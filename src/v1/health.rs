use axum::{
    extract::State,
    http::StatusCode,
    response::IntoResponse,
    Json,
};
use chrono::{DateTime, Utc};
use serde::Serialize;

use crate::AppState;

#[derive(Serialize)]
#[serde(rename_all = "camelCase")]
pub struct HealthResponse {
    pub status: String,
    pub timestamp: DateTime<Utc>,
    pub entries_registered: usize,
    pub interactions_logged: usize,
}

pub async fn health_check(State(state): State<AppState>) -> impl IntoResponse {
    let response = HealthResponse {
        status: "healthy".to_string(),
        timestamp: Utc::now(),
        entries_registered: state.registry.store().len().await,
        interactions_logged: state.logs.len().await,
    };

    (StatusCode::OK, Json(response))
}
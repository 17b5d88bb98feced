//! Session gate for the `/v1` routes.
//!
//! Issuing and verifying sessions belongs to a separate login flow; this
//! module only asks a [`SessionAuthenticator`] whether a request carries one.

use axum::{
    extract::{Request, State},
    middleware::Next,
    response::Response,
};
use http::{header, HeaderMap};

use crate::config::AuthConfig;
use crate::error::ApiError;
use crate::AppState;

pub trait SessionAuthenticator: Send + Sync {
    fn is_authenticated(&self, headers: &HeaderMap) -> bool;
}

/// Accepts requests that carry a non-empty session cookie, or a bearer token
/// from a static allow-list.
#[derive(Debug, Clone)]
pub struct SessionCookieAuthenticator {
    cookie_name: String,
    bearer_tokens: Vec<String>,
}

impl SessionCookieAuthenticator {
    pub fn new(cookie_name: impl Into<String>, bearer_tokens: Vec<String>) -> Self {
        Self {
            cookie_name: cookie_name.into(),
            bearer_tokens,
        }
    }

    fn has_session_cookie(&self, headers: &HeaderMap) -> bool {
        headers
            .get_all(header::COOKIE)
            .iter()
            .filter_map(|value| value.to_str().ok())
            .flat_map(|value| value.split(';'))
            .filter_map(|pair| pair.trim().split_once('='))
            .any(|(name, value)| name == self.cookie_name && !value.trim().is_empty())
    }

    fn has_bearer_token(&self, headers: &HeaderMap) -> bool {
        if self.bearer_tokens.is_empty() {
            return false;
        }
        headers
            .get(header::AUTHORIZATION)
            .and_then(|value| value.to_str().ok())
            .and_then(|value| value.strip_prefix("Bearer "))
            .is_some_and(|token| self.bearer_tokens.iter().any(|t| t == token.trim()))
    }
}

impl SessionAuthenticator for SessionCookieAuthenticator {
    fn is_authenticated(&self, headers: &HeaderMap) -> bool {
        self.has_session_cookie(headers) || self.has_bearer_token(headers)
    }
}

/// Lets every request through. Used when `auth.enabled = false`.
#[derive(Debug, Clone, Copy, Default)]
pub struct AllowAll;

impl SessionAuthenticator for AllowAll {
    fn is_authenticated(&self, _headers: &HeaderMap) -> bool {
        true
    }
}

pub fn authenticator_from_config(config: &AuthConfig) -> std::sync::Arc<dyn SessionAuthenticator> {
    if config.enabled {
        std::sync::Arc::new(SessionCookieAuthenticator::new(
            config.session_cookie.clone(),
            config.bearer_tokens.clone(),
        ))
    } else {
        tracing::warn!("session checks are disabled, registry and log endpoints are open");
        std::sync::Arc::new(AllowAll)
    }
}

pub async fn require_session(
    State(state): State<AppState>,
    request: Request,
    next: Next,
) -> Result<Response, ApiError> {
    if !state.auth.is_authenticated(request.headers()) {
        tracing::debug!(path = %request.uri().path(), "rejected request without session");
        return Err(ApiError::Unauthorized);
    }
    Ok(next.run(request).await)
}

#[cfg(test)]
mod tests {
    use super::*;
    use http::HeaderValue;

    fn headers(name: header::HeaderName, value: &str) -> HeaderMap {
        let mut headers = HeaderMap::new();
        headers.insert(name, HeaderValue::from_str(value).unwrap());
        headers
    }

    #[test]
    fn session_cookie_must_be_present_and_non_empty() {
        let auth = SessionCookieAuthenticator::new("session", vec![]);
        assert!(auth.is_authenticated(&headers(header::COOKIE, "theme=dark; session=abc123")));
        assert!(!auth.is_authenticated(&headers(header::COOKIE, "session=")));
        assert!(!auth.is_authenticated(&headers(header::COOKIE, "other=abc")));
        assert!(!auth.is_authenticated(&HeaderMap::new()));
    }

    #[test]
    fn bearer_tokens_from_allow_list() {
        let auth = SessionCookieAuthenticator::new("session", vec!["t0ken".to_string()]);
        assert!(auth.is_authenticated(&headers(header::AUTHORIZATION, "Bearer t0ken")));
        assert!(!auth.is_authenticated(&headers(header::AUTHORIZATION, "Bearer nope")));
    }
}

·····

## [Work order]
Only lines holding the word "config" belong in the answer; copy each one from the material.

## [Written answer]
use crate::config::AuthConfig;
pub fn authenticator_from_config(config: &AuthConfig) -> std::sync::Arc<dyn SessionAuthenticator> {
    if config.enabled {
            config.session_cookie.clone(),
            config.bearer_tokens.clone(),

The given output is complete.